- [What is being asked]: Return every line of the data exactly as it appears.

=== Given data ===

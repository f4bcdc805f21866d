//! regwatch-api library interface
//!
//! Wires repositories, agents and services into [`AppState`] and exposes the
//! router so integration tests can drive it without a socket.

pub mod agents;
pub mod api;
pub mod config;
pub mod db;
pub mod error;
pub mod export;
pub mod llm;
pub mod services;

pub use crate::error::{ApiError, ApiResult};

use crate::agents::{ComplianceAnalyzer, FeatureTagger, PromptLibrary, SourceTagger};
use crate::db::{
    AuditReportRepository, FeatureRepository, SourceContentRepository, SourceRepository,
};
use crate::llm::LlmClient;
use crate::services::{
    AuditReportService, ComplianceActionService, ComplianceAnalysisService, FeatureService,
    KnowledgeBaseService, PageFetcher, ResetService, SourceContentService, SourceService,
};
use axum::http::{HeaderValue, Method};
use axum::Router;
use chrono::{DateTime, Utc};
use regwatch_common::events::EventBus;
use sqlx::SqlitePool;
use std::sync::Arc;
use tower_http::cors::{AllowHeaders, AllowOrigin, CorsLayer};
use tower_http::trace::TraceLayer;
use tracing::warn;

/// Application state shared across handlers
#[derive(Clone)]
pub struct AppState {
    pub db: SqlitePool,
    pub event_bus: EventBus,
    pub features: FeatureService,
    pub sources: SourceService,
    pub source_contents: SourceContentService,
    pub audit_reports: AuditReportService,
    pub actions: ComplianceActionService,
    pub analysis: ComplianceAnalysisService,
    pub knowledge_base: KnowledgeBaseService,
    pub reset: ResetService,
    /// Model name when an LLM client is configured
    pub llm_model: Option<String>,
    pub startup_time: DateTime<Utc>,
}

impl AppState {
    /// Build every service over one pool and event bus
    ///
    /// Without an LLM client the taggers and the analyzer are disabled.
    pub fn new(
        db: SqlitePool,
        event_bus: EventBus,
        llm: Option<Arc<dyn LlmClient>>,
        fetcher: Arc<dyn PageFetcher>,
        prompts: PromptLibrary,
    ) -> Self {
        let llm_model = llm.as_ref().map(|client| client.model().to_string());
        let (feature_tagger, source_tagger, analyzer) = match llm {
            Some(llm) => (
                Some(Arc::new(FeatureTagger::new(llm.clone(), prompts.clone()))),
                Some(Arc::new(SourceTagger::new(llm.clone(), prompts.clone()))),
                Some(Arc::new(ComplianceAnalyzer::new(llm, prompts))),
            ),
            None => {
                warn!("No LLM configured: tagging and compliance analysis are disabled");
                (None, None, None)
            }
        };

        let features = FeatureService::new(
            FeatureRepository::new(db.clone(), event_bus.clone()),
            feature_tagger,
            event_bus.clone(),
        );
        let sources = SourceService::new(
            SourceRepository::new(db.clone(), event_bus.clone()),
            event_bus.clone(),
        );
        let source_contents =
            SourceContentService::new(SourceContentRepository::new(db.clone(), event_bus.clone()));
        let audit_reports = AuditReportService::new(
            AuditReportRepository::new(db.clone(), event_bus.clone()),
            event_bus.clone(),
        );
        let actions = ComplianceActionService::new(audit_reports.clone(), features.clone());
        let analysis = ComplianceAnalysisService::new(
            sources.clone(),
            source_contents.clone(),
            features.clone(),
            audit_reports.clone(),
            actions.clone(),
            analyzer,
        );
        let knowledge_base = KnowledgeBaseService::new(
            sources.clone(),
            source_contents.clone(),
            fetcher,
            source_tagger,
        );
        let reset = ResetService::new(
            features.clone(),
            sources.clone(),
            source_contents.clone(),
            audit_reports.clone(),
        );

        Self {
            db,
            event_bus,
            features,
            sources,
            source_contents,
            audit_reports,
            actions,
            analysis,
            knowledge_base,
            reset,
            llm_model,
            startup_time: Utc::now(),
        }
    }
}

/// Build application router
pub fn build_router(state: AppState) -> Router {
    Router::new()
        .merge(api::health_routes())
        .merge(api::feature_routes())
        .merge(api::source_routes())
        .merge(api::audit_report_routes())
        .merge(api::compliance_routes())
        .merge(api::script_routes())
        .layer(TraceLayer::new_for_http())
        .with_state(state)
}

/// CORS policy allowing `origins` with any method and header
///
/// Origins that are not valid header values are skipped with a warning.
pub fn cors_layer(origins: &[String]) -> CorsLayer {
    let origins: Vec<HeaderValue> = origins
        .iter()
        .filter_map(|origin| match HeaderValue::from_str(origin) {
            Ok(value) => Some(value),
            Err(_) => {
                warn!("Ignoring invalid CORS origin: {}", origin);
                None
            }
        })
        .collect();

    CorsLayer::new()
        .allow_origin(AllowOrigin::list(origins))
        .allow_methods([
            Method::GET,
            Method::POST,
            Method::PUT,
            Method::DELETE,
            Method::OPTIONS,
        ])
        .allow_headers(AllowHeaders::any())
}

===

- [Written answer]:
repository f4bcdc805f21866d
//! regwatch-api library interface
//!
//! Wires repositories, agents and services into [`AppState`] and exposes the
//! router so integration tests can drive it without a socket.

pub mod agents;
pub mod api;
pub mod config;
pub mod db;
pub mod error;
pub mod export;
pub mod llm;
pub mod services;

pub use crate::error::{ApiError, ApiResult};

use crate::agents::{ComplianceAnalyzer, FeatureTagger, PromptLibrary, SourceTagger};
use crate::db::{
    AuditReportRepository, FeatureRepository, SourceContentRepository, SourceRepository,
};
use crate::llm::LlmClient;
use crate::services::{
    AuditReportService, ComplianceActionService, ComplianceAnalysisService, FeatureService,
    KnowledgeBaseService, PageFetcher, ResetService, SourceContentService, SourceService,
};
use axum::http::{HeaderValue, Method};
use axum::Router;
use chrono::{DateTime, Utc};
use regwatch_common::events::EventBus;
use sqlx::SqlitePool;
use std::sync::Arc;
use tower_http::cors::{AllowHeaders, AllowOrigin, CorsLayer};
use tower_http::trace::TraceLayer;
use tracing::warn;

/// Application state shared across handlers
#[derive(Clone)]
pub struct AppState {
    pub db: SqlitePool,
    pub event_bus: EventBus,
    pub features: FeatureService,
    pub sources: SourceService,
    pub source_contents: SourceContentService,
    pub audit_reports: AuditReportService,
    pub actions: ComplianceActionService,
    pub analysis: ComplianceAnalysisService,
    pub knowledge_base: KnowledgeBaseService,
    pub reset: ResetService,
    /// Model name when an LLM client is configured
    pub llm_model: Option<String>,
    pub startup_time: DateTime<Utc>,
}

impl AppState {
    /// Build every service over one pool and event bus
    ///
    /// Without an LLM client the taggers and the analyzer are disabled.
    pub fn new(
        db: SqlitePool,
        event_bus: EventBus,
        llm: Option<Arc<dyn LlmClient>>,
        fetcher: Arc<dyn PageFetcher>,
        prompts: PromptLibrary,
    ) -> Self {
        let llm_model = llm.as_ref().map(|client| client.model().to_string());
        let (feature_tagger, source_tagger, analyzer) = match llm {
            Some(llm) => (
                Some(Arc::new(FeatureTagger::new(llm.clone(), prompts.clone()))),
                Some(Arc::new(SourceTagger::new(llm.clone(), prompts.clone()))),
                Some(Arc::new(ComplianceAnalyzer::new(llm, prompts))),
            ),
            None => {
                warn!("No LLM configured: tagging and compliance analysis are disabled");
                (None, None, None)
            }
        };

        let features = FeatureService::new(
            FeatureRepository::new(db.clone(), event_bus.clone()),
            feature_tagger,
            event_bus.clone(),
        );
        let sources = SourceService::new(
            SourceRepository::new(db.clone(), event_bus.clone()),
            event_bus.clone(),
        );
        let source_contents =
            SourceContentService::new(SourceContentRepository::new(db.clone(), event_bus.clone()));
        let audit_reports = AuditReportService::new(
            AuditReportRepository::new(db.clone(), event_bus.clone()),
            event_bus.clone(),
        );
        let actions = ComplianceActionService::new(audit_reports.clone(), features.clone());
        let analysis = ComplianceAnalysisService::new(
            sources.clone(),
            source_contents.clone(),
            features.clone(),
            audit_reports.clone(),
            actions.clone(),
            analyzer,
        );
        let knowledge_base = KnowledgeBaseService::new(
            sources.clone(),
            source_contents.clone(),
            fetcher,
            source_tagger,
        );
        let reset = ResetService::new(
            features.clone(),
            sources.clone(),
            source_contents.clone(),
            audit_reports.clone(),
        );

        Self {
            db,
            event_bus,
            features,
            sources,
            source_contents,
            audit_reports,
            actions,
            analysis,
            knowledge_base,
            reset,
            llm_model,
            startup_time: Utc::now(),
        }
    }
}

/// Build application router
pub fn build_router(state: AppState) -> Router {
    Router::new()
        .merge(api::health_routes())
        .merge(api::feature_routes())
        .merge(api::source_routes())
        .merge(api::audit_report_routes())
        .merge(api::compliance_routes())
        .merge(api::script_routes())
        .layer(TraceLayer::new_for_http())
        .with_state(state)
}

/// CORS policy allowing `origins` with any method and header
///
/// Origins that are not valid header values are skipped with a warning.
pub fn cors_layer(origins: &[String]) -> CorsLayer {
    let origins: Vec<HeaderValue> = origins
        .iter()
        .filter_map(|origin| match HeaderValue::from_str(origin) {
            Ok(value) => Some(value),
            Err(_) => {
                warn!("Ignoring invalid CORS origin: {}", origin);
                None
            }
        })
        .collect();

    CorsLayer::new()
        .allow_origin(AllowOrigin::list(origins))
        .allow_methods([
            Method::GET,
            Method::POST,
            Method::PUT,
            Method::DELETE,
            Method::OPTIONS,
        ])
        .allow_headers(AllowHeaders::any())
}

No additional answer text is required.